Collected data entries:
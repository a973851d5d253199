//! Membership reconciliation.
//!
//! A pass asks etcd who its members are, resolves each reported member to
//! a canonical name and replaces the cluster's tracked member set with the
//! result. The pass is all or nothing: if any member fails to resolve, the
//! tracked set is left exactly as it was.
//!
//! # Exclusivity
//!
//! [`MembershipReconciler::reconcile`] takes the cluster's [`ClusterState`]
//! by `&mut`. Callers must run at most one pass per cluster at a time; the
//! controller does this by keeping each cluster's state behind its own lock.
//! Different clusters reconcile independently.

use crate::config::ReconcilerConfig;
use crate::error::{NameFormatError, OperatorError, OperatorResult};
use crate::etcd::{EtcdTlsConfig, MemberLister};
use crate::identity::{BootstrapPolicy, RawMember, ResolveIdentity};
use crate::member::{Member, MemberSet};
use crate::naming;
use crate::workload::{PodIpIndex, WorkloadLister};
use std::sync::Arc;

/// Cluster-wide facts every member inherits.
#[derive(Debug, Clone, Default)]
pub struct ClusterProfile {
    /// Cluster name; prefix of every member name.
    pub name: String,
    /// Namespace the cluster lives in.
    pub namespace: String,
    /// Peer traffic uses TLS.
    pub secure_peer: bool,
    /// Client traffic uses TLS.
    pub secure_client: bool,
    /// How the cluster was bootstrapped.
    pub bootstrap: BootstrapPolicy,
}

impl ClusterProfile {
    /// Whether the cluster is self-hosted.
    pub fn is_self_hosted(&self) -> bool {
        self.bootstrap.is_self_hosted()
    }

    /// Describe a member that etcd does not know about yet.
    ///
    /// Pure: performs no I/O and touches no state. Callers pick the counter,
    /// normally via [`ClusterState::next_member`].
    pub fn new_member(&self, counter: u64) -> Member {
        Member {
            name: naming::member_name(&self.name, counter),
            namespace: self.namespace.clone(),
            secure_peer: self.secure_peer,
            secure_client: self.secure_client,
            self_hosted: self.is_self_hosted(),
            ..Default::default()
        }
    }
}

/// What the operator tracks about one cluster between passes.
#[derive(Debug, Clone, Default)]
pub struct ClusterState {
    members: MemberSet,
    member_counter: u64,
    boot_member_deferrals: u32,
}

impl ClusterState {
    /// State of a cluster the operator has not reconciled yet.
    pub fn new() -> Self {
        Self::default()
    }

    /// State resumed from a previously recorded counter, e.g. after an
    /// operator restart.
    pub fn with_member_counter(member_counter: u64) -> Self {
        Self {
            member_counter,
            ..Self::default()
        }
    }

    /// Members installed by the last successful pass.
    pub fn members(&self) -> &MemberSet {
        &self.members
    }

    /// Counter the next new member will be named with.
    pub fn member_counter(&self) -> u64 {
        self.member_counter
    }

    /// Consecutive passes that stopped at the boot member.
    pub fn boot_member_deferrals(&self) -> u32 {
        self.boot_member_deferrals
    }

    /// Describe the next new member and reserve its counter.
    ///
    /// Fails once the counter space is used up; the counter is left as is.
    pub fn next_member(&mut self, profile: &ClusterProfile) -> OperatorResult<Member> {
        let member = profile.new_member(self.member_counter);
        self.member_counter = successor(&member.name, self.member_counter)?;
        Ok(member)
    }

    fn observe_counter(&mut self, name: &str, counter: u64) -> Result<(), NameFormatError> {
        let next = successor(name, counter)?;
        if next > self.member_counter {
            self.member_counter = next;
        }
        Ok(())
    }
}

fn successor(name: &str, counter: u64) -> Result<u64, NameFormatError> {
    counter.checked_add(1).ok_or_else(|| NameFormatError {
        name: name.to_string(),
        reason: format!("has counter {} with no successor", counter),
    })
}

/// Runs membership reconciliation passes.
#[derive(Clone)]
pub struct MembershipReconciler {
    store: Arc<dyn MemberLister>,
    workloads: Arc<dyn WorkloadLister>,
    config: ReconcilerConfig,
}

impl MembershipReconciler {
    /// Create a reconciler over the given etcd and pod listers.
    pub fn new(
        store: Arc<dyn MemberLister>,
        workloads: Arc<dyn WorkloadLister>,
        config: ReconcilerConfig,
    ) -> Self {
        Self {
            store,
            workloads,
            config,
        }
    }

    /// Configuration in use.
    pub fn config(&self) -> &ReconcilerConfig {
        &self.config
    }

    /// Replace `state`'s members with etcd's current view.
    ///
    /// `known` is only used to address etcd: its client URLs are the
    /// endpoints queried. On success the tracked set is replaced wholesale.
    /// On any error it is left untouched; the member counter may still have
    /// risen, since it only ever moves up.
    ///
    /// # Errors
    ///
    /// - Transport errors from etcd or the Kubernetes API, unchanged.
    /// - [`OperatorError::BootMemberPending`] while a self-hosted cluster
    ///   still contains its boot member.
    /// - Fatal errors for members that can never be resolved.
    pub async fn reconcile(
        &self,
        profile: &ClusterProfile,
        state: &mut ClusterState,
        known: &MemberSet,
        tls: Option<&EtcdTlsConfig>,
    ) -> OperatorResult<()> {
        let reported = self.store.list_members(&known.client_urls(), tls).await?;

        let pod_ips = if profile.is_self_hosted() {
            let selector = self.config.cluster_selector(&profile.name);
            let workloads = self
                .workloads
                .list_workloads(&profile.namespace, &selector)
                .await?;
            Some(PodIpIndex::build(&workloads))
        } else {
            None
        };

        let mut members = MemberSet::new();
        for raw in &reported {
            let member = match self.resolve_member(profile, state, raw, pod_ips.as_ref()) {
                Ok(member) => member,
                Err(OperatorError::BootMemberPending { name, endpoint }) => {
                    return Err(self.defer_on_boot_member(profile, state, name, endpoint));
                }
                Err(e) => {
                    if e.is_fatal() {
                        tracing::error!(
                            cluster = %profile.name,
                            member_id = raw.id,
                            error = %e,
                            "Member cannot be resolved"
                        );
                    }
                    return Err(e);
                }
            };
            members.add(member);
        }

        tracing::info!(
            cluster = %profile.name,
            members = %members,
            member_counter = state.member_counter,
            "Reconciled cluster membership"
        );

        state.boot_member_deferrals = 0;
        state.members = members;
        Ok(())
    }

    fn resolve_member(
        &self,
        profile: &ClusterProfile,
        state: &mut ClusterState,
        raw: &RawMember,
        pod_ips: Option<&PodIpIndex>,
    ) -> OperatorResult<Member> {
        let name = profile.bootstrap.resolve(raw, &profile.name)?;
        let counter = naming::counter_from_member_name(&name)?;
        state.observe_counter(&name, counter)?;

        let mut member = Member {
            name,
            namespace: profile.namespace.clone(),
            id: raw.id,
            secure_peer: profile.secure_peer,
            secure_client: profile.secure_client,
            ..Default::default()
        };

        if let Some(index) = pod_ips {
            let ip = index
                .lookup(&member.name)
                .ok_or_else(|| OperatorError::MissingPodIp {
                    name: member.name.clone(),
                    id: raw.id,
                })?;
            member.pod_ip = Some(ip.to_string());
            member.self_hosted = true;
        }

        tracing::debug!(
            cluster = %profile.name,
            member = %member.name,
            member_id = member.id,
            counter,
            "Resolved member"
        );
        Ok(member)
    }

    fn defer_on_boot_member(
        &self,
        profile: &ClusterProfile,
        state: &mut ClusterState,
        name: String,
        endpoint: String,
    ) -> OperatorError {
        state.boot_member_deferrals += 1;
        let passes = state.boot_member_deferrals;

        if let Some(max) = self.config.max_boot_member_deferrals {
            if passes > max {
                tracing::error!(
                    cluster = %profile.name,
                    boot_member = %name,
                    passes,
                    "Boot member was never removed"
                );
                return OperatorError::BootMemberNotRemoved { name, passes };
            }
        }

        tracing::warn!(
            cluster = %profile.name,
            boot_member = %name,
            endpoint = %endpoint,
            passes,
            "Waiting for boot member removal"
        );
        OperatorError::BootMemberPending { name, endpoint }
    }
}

• [Problem to solve]:
The output should be a character-exact copy of all entries.

• [Result]:
repository a973851d5d253199
//! Membership reconciliation.
//!
//! A pass asks etcd who its members are, resolves each reported member to
//! a canonical name and replaces the cluster's tracked member set with the
//! result. The pass is all or nothing: if any member fails to resolve, the
//! tracked set is left exactly as it was.
//!
//! # Exclusivity
//!
//! [`MembershipReconciler::reconcile`] takes the cluster's [`ClusterState`]
//! by `&mut`. Callers must run at most one pass per cluster at a time; the
//! controller does this by keeping each cluster's state behind its own lock.
//! Different clusters reconcile independently.

use crate::config::ReconcilerConfig;
use crate::error::{NameFormatError, OperatorError, OperatorResult};
use crate::etcd::{EtcdTlsConfig, MemberLister};
use crate::identity::{BootstrapPolicy, RawMember, ResolveIdentity};
use crate::member::{Member, MemberSet};
use crate::naming;
use crate::workload::{PodIpIndex, WorkloadLister};
use std::sync::Arc;

/// Cluster-wide facts every member inherits.
#[derive(Debug, Clone, Default)]
pub struct ClusterProfile {
    /// Cluster name; prefix of every member name.
    pub name: String,
    /// Namespace the cluster lives in.
    pub namespace: String,
    /// Peer traffic uses TLS.
    pub secure_peer: bool,
    /// Client traffic uses TLS.
    pub secure_client: bool,
    /// How the cluster was bootstrapped.
    pub bootstrap: BootstrapPolicy,
}

impl ClusterProfile {
    /// Whether the cluster is self-hosted.
    pub fn is_self_hosted(&self) -> bool {
        self.bootstrap.is_self_hosted()
    }

    /// Describe a member that etcd does not know about yet.
    ///
    /// Pure: performs no I/O and touches no state. Callers pick the counter,
    /// normally via [`ClusterState::next_member`].
    pub fn new_member(&self, counter: u64) -> Member {
        Member {
            name: naming::member_name(&self.name, counter),
            namespace: self.namespace.clone(),
            secure_peer: self.secure_peer,
            secure_client: self.secure_client,
            self_hosted: self.is_self_hosted(),
            ..Default::default()
        }
    }
}

/// What the operator tracks about one cluster between passes.
#[derive(Debug, Clone, Default)]
pub struct ClusterState {
    members: MemberSet,
    member_counter: u64,
    boot_member_deferrals: u32,
}

impl ClusterState {
    /// State of a cluster the operator has not reconciled yet.
    pub fn new() -> Self {
        Self::default()
    }

    /// State resumed from a previously recorded counter, e.g. after an
    /// operator restart.
    pub fn with_member_counter(member_counter: u64) -> Self {
        Self {
            member_counter,
            ..Self::default()
        }
    }

    /// Members installed by the last successful pass.
    pub fn members(&self) -> &MemberSet {
        &self.members
    }

    /// Counter the next new member will be named with.
    pub fn member_counter(&self) -> u64 {
        self.member_counter
    }

    /// Consecutive passes that stopped at the boot member.
    pub fn boot_member_deferrals(&self) -> u32 {
        self.boot_member_deferrals
    }

    /// Describe the next new member and reserve its counter.
    ///
    /// Fails once the counter space is used up; the counter is left as is.
    pub fn next_member(&mut self, profile: &ClusterProfile) -> OperatorResult<Member> {
        let member = profile.new_member(self.member_counter);
        self.member_counter = successor(&member.name, self.member_counter)?;
        Ok(member)
    }

    fn observe_counter(&mut self, name: &str, counter: u64) -> Result<(), NameFormatError> {
        let next = successor(name, counter)?;
        if next > self.member_counter {
            self.member_counter = next;
        }
        Ok(())
    }
}

fn successor(name: &str, counter: u64) -> Result<u64, NameFormatError> {
    counter.checked_add(1).ok_or_else(|| NameFormatError {
        name: name.to_string(),
        reason: format!("has counter {} with no successor", counter),
    })
}

/// Runs membership reconciliation passes.
#[derive(Clone)]
pub struct MembershipReconciler {
    store: Arc<dyn MemberLister>,
    workloads: Arc<dyn WorkloadLister>,
    config: ReconcilerConfig,
}

impl MembershipReconciler {
    /// Create a reconciler over the given etcd and pod listers.
    pub fn new(
        store: Arc<dyn MemberLister>,
        workloads: Arc<dyn WorkloadLister>,
        config: ReconcilerConfig,
    ) -> Self {
        Self {
            store,
            workloads,
            config,
        }
    }

    /// Configuration in use.
    pub fn config(&self) -> &ReconcilerConfig {
        &self.config
    }

    /// Replace `state`'s members with etcd's current view.
    ///
    /// `known` is only used to address etcd: its client URLs are the
    /// endpoints queried. On success the tracked set is replaced wholesale.
    /// On any error it is left untouched; the member counter may still have
    /// risen, since it only ever moves up.
    ///
    /// # Errors
    ///
    /// - Transport errors from etcd or the Kubernetes API, unchanged.
    /// - [`OperatorError::BootMemberPending`] while a self-hosted cluster
    ///   still contains its boot member.
    /// - Fatal errors for members that can never be resolved.
    pub async fn reconcile(
        &self,
        profile: &ClusterProfile,
        state: &mut ClusterState,
        known: &MemberSet,
        tls: Option<&EtcdTlsConfig>,
    ) -> OperatorResult<()> {
        let reported = self.store.list_members(&known.client_urls(), tls).await?;

        let pod_ips = if profile.is_self_hosted() {
            let selector = self.config.cluster_selector(&profile.name);
            let workloads = self
                .workloads
                .list_workloads(&profile.namespace, &selector)
                .await?;
            Some(PodIpIndex::build(&workloads))
        } else {
            None
        };

        let mut members = MemberSet::new();
        for raw in &reported {
            let member = match self.resolve_member(profile, state, raw, pod_ips.as_ref()) {
                Ok(member) => member,
                Err(OperatorError::BootMemberPending { name, endpoint }) => {
                    return Err(self.defer_on_boot_member(profile, state, name, endpoint));
                }
                Err(e) => {
                    if e.is_fatal() {
                        tracing::error!(
                            cluster = %profile.name,
                            member_id = raw.id,
                            error = %e,
                            "Member cannot be resolved"
                        );
                    }
                    return Err(e);
                }
            };
            members.add(member);
        }

        tracing::info!(
            cluster = %profile.name,
            members = %members,
            member_counter = state.member_counter,
            "Reconciled cluster membership"
        );

        state.boot_member_deferrals = 0;
        state.members = members;
        Ok(())
    }

    fn resolve_member(
        &self,
        profile: &ClusterProfile,
        state: &mut ClusterState,
        raw: &RawMember,
        pod_ips: Option<&PodIpIndex>,
    ) -> OperatorResult<Member> {
        let name = profile.bootstrap.resolve(raw, &profile.name)?;
        let counter = naming::counter_from_member_name(&name)?;
        state.observe_counter(&name, counter)?;

        let mut member = Member {
            name,
            namespace: profile.namespace.clone(),
            id: raw.id,
            secure_peer: profile.secure_peer,
            secure_client: profile.secure_client,
            ..Default::default()
        };

        if let Some(index) = pod_ips {
            let ip = index
                .lookup(&member.name)
                .ok_or_else(|| OperatorError::MissingPodIp {
                    name: member.name.clone(),
                    id: raw.id,
                })?;
            member.pod_ip = Some(ip.to_string());
            member.self_hosted = true;
        }

        tracing::debug!(
            cluster = %profile.name,
            member = %member.name,
            member_id = member.id,
            counter,
            "Resolved member"
        );
        Ok(member)
    }

    fn defer_on_boot_member(
        &self,
        profile: &ClusterProfile,
        state: &mut ClusterState,
        name: String,
        endpoint: String,
    ) -> OperatorError {
        state.boot_member_deferrals += 1;
        let passes = state.boot_member_deferrals;

        if let Some(max) = self.config.max_boot_member_deferrals {
            if passes > max {
                tracing::error!(
                    cluster = %profile.name,
                    boot_member = %name,
                    passes,
                    "Boot member was never removed"
                );
                return OperatorError::BootMemberNotRemoved { name, passes };
            }
        }

        tracing::warn!(
            cluster = %profile.name,
            boot_member = %name,
            endpoint = %endpoint,
            passes,
            "Waiting for boot member removal"
        );
        OperatorError::BootMemberPending { name, endpoint }
    }
}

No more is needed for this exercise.